//! Error types for the chat transport client.
//!
//! This module defines all error types used throughout the crate.
//!
//! # Usage
//!
//! All fallible operations return [`Result<T>`] which uses [`Error`]:
//!
//! ```ignore
//! use chatlink::{ChatApi, Result};
//!
//! async fn example(api: &ChatApi, group: &str) -> Result<()> {
//!     api.join_group(group).await?;
//!     Ok(())
//! }
//! ```
//!
//! Note that the realtime client itself never returns errors from its public
//! methods; failures there are reported through the `error` event or logged.
//! The variants below still classify those failures so listeners can react.
//!
//! # Error Categories
//!
//! | Category | Variants |
//! |----------|----------|
//! | Configuration | [`Error::Config`] |
//! | Connection | [`Error::Connection`], [`Error::ConnectionClosed`] |
//! | Codec | [`Error::Schema`], [`Error::Encode`], [`Error::Json`], [`Error::Decode`] |
//! | REST fallback | [`Error::Api`], [`Error::Http`] |
//! | External | [`Error::WebSocket`] |

// ============================================================================
// Imports
// ============================================================================

use std::result::Result as StdResult;

use thiserror::Error;
use tokio_tungstenite::tungstenite::Error as WsError;

// ============================================================================
// Result Alias
// ============================================================================

/// Result type alias using crate [`enum@Error`].
///
/// All fallible operations in this crate return this type.
pub type Result<T> = StdResult<T, Error>;

// ============================================================================
// Error Enum
// ============================================================================

/// Main error type for the crate.
///
/// Each variant includes relevant context for debugging.
#[derive(Error, Debug)]
pub enum Error {
    // ========================================================================
    // Configuration Errors
    // ========================================================================
    /// Configuration error.
    ///
    /// Returned when client configuration is invalid.
    #[error("Configuration error: {message}")]
    Config {
        /// Description of the configuration error.
        message: String,
    },

    // ========================================================================
    // Connection Errors
    // ========================================================================
    /// WebSocket connection failed.
    ///
    /// Reported when the connection cannot be established.
    #[error("Connection failed: {message}")]
    Connection {
        /// Description of the connection error.
        message: String,
    },

    /// WebSocket connection closed unexpectedly.
    ///
    /// Reported when the connection is lost during operation.
    #[error("Connection closed")]
    ConnectionClosed,

    // ========================================================================
    // Codec Errors
    // ========================================================================
    /// Frame schema failed to load.
    ///
    /// Fatal to the connection attempt that triggered it.
    #[error("Schema load failed: {message}")]
    Schema {
        /// Description of the schema failure.
        message: String,
    },

    /// Outbound message could not be encoded.
    #[error("Encode failed: {message}")]
    Encode {
        /// Description of the encode failure.
        message: String,
    },

    // ========================================================================
    // REST Fallback Errors
    // ========================================================================
    /// The chat API answered with a non-success envelope.
    #[error("API error (code {code}): {message}")]
    Api {
        /// Envelope `code` field (0 means success).
        code: i32,
        /// Envelope `msg` field.
        message: String,
    },

    // ========================================================================
    // External Errors
    // ========================================================================
    /// JSON serialization error.
    #[error("JSON error: {0}")]
    Json(#[from] serde_json::Error),

    /// Binary frame decode error.
    #[error("Decode error: {0}")]
    Decode(#[from] prost::DecodeError),

    /// WebSocket error.
    #[error("WebSocket error: {0}")]
    WebSocket(#[from] WsError),

    /// HTTP transport error from the REST fallback.
    #[error("HTTP error: {0}")]
    Http(#[from] reqwest::Error),
}

// ============================================================================
// Error Constructors
// ============================================================================

impl Error {
    /// Creates a configuration error.
    #[inline]
    pub fn config(message: impl Into<String>) -> Self {
        Self::Config {
            message: message.into(),
        }
    }

    /// Creates a connection error.
    #[inline]
    pub fn connection(message: impl Into<String>) -> Self {
        Self::Connection {
            message: message.into(),
        }
    }

    /// Creates a schema load error.
    #[inline]
    pub fn schema(message: impl Into<String>) -> Self {
        Self::Schema {
            message: message.into(),
        }
    }

    /// Creates an encode error.
    #[inline]
    pub fn encode(message: impl Into<String>) -> Self {
        Self::Encode {
            message: message.into(),
        }
    }

    /// Creates an API envelope error.
    #[inline]
    pub fn api(code: i32, message: impl Into<String>) -> Self {
        Self::Api {
            code,
            message: message.into(),
        }
    }
}

// ============================================================================
// Error Predicates
// ============================================================================

impl Error {
    /// Returns `true` if this is a connection-level error.
    #[inline]
    #[must_use]
    pub fn is_connection_error(&self) -> bool {
        matches!(
            self,
            Self::Connection { .. } | Self::ConnectionClosed | Self::WebSocket(_)
        )
    }

    /// Returns `true` if this is an encode/decode/schema error.
    #[inline]
    #[must_use]
    pub fn is_codec_error(&self) -> bool {
        matches!(
            self,
            Self::Schema { .. } | Self::Encode { .. } | Self::Json(_) | Self::Decode(_)
        )
    }

    /// Returns `true` if this error is recoverable.
    ///
    /// Connection errors are recoverable through the automatic reconnection
    /// policy; everything else requires caller intervention.
    #[inline]
    #[must_use]
    pub fn is_recoverable(&self) -> bool {
        self.is_connection_error()
    }
}

// ============================================================================
// Tests
// ============================================================================

#[cfg(test)]
mod tests {
    use super::*;

    #[test]
    fn test_error_display() {
        let err = Error::connection("handshake refused");
        assert_eq!(err.to_string(), "Connection failed: handshake refused");
    }

    #[test]
    fn test_config_error() {
        let err = Error::config("bad endpoint");
        assert_eq!(err.to_string(), "Configuration error: bad endpoint");
    }

    #[test]
    fn test_api_error() {
        let err = Error::api(-1, "token expired");
        assert_eq!(err.to_string(), "API error (code -1): token expired");
    }

    #[test]
    fn test_is_connection_error() {
        assert!(Error::connection("x").is_connection_error());
        assert!(Error::ConnectionClosed.is_connection_error());
        assert!(!Error::config("x").is_connection_error());
        assert!(!Error::api(1, "x").is_connection_error());
    }

    #[test]
    fn test_is_codec_error() {
        assert!(Error::schema("missing descriptor").is_codec_error());
        assert!(Error::encode("x").is_codec_error());
        assert!(!Error::ConnectionClosed.is_codec_error());
    }

    #[test]
    fn test_is_recoverable() {
        assert!(Error::ConnectionClosed.is_recoverable());
        assert!(!Error::schema("x").is_recoverable());
        assert!(!Error::config("x").is_recoverable());
    }

    #[test]
    fn test_from_json_error() {
        let json_err = serde_json::from_str::<String>("not json").unwrap_err();
        let err: Error = json_err.into();
        assert!(matches!(err, Error::Json(_)));
        assert!(err.is_codec_error());
    }
}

EXERCISE AIM:
Give back, word for word, only the lines above from the line holding "#[cfg(test)]" to the line holding "(code -1): token", both included.

TASK SOLUTION:
#[cfg(test)]
mod tests {
    use super::*;

    #[test]
    fn test_error_display() {
        let err = Error::connection("handshake refused");
        assert_eq!(err.to_string(), "Connection failed: handshake refused");
    }

    #[test]
    fn test_config_error() {
        let err = Error::config("bad endpoint");
        assert_eq!(err.to_string(), "Configuration error: bad endpoint");
    }

    #[test]
    fn test_api_error() {
        let err = Error::api(-1, "token expired");
        assert_eq!(err.to_string(), "API error (code -1): token expired");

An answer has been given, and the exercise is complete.